===== Data to examine =====

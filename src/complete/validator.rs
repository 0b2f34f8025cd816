//! Syntactic validation of options against the registry.
//!
//! Backs the lint builtin: given a command line and one of its option
//! tokens, decide whether any authoritative completion entry accepts the
//! option, producing human-readable errors when none does. Commands without
//! an authoritative entry accept everything.

use std::collections::BTreeSet;

use super::autoload::Autoloader;
use super::registry::Registry;
use crate::env::ShellHost;
use crate::expand::resolve_command_path;

/// Whether `opt` is a syntactically acceptable option for the command
/// spelled by `cmd_line`.
///
/// Errors, when a sink is supplied, are appended as displayable strings.
/// `allow_autoload` loads the command's completion file first so freshly
/// defined commands validate correctly.
pub fn is_valid_option(
    registry: &Registry,
    autoloader: &Autoloader,
    host: &dyn ShellHost,
    cmd_line: &str,
    opt: &str,
    mut errors: Option<&mut Vec<String>>,
    allow_autoload: bool,
) -> bool {
    // Bare dashes are separators, not options
    if opt.is_empty() || opt == "-" || opt == "--" {
        return true;
    }

    if !opt.starts_with('-') {
        if let Some(sink) = errors.as_mut() {
            sink.push("Option does not begin with a '-'".to_string());
        }
        return false;
    }

    let is_gnu = opt.starts_with("--");
    let gnu_name = if is_gnu {
        match opt.find('=') {
            Some(eq) => &opt[2..eq],
            None => &opt[2..],
        }
    } else {
        ""
    };

    let basename = cmd_line.rsplit('/').next().unwrap_or(cmd_line);
    let path = resolve_command_path(cmd_line, host.variable("PATH").as_deref(), &host.cwd())
        .map(|p| p.to_string_lossy().into_owned())
        .unwrap_or_default();

    if allow_autoload {
        autoloader.load(registry, basename, false);
    }

    let snapshot = registry.snapshot_matching(basename, &path);

    let mut found_match = false;
    let mut authoritative = true;
    let mut gnu_matches: BTreeSet<String> = BTreeSet::new();
    let mut gnu_exact = false;
    let mut old_found = false;

    // Per-character verdicts for short bundles; index 0 is the dash
    let opt_chars: Vec<char> = opt.chars().collect();
    let mut short_validated = vec![false; opt_chars.len()];

    'entries: for entry in &snapshot {
        found_match = true;
        if !entry.authoritative {
            authoritative = false;
            break;
        }

        if is_gnu {
            for rule in &entry.rules {
                let Some(long) = &rule.long else { continue };
                if long.old_style {
                    continue;
                }
                if long.name.starts_with(gnu_name) {
                    gnu_matches.insert(long.name.clone());
                    if long.name == gnu_name {
                        gnu_exact = true;
                    }
                }
            }
        } else {
            for rule in &entry.rules {
                if let Some(long) = &rule.long {
                    if long.old_style && long.name == opt[1..] {
                        old_found = true;
                        break 'entries;
                    }
                }
            }

            for idx in 1..opt_chars.len() {
                let c = opt_chars[idx];
                let Some(pos) = entry.short_opt_str.find(c) else {
                    continue;
                };
                if entry.short_opt_str[pos + c.len_utf8()..].starts_with(':') {
                    // Attached argument: the rest of the bundle is the
                    // option's argument, not more options
                    let arg: String = opt_chars[idx + 1..].iter().collect();
                    let ok = is_valid_argument(cmd_line, &format!("-{}", c), &arg);
                    for validated in short_validated.iter_mut().skip(idx) {
                        *validated = ok;
                    }
                    break;
                }
                short_validated[idx] = true;
            }
        }
    }

    if !(authoritative && found_match) {
        return true;
    }
    if old_found {
        return true;
    }

    if is_gnu {
        let valid = gnu_exact || gnu_matches.len() == 1;
        if !valid {
            if let Some(sink) = errors.as_mut() {
                let prefix = if gnu_matches.is_empty() {
                    "Unknown option: "
                } else {
                    "Multiple matches for option: "
                };
                sink.push(format!("{}'{}'", prefix, opt));
            }
        }
        valid
    } else {
        for idx in 1..opt_chars.len() {
            if !short_validated[idx] {
                if let Some(sink) = errors.as_mut() {
                    sink.push(format!("Unknown option: '{}'", opt_chars[idx]));
                }
                return false;
            }
        }
        true
    }
}

/// Whether `arg` is acceptable as the argument of `opt` for the command.
/// Currently accepts everything; kept as the extension point richer
/// argument validation would hang off.
pub fn is_valid_argument(_cmd_line: &str, _opt: &str, _arg: &str) -> bool {
    true
}

#[cfg(test)]
mod tests {
    use super::*;
    use crate::complete::builtin::run_complete_builtin;
    use crate::env::SystemHost;

    fn setup(lines: &[&str]) -> (Registry, Autoloader, SystemHost) {
        let reg = Registry::new();
        for line in lines {
            let argv: Vec<String> = line.split_whitespace().map(str::to_string).collect();
            run_complete_builtin(&reg, &argv).unwrap();
        }
        (reg, Autoloader::new(vec![]), SystemHost::new())
    }

    fn check(parts: &(Registry, Autoloader, SystemHost), cmd: &str, opt: &str) -> (bool, Vec<String>) {
        let mut errors = Vec::new();
        let ok = is_valid_option(
            &parts.0,
            &parts.1,
            &parts.2,
            cmd,
            opt,
            Some(&mut errors),
            false,
        );
        (ok, errors)
    }

    #[test]
    fn test_trivial_tokens_accepted() {
        let parts = setup(&["-c foo -s v -A"]);
        assert!(check(&parts, "foo", "").0);
        assert!(check(&parts, "foo", "-").0);
        assert!(check(&parts, "foo", "--").0);
    }

    #[test]
    fn test_non_dash_rejected() {
        let parts = setup(&["-c foo -s v -A"]);
        let (ok, errors) = check(&parts, "foo", "verbose");
        assert!(!ok);
        assert_eq!(errors.len(), 1);
    }

    #[test]
    fn test_unregistered_command_accepts_anything() {
        let parts = setup(&[]);
        assert!(check(&parts, "stranger", "--whatever").0);
    }

    #[test]
    fn test_non_authoritative_accepts_unknown() {
        let parts = setup(&["-c foo -s v"]);
        assert!(check(&parts, "foo", "--whatever").0);
    }

    #[test]
    fn test_gnu_exact_and_unknown() {
        let parts = setup(&["-c foo -l verbose -A"]);
        assert!(check(&parts, "foo", "--verbose").0);
        let (ok, errors) = check(&parts, "foo", "--nope");
        assert!(!ok);
        assert_eq!(errors[0], "Unknown option: '--nope'");
    }

    #[test]
    fn test_gnu_unambiguous_prefix_accepted() {
        let parts = setup(&["-c foo -l verbose -A"]);
        assert!(check(&parts, "foo", "--verb").0);
    }

    #[test]
    fn test_gnu_ambiguous_prefix_rejected() {
        let parts = setup(&["-c foo -l verbose -A", "-c foo -l version -A"]);
        let (ok, errors) = check(&parts, "foo", "--vers");
        assert!(!ok);
        assert_eq!(errors[0], "Multiple matches for option: '--vers'");
    }

    #[test]
    fn test_gnu_exact_wins_over_ambiguity() {
        let parts = setup(&["-c foo -l in -A", "-c foo -l input -A"]);
        assert!(check(&parts, "foo", "--in").0);
    }

    #[test]
    fn test_gnu_with_attached_value() {
        let parts = setup(&["-c foo -l color -A"]);
        assert!(check(&parts, "foo", "--color=auto").0);
    }

    #[test]
    fn test_old_style_literal() {
        let parts = setup(&["-c foo -o follow -A"]);
        assert!(check(&parts, "foo", "-follow").0);
        let (ok, _) = check(&parts, "foo", "-follo");
        assert!(!ok);
    }

    #[test]
    fn test_short_bundle() {
        let parts = setup(&["-c foo -s a -A", "-c foo -s b -A"]);
        assert!(check(&parts, "foo", "-ab").0);
        let (ok, errors) = check(&parts, "foo", "-az");
        assert!(!ok);
        assert_eq!(errors[0], "Unknown option: 'z'");
    }

    #[test]
    fn test_short_with_attached_argument_consumes_rest() {
        let parts = setup(&["-c foo -s I -r -A"]);
        // everything after -I is the argument, however option-like it looks
        assert!(check(&parts, "foo", "-Iinclude/dir").0);
    }

    #[test]
    fn test_is_valid_argument_stub() {
        assert!(is_valid_argument("foo", "-I", "anything"));
    }
}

=====

- **Problem to solve**: Using the records above, filter out every line that lacks the string "follow" and copy the rest.

- **Expected output**:
        let parts = setup(&["-c foo -o follow -A"]);
        assert!(check(&parts, "foo", "-follow").0);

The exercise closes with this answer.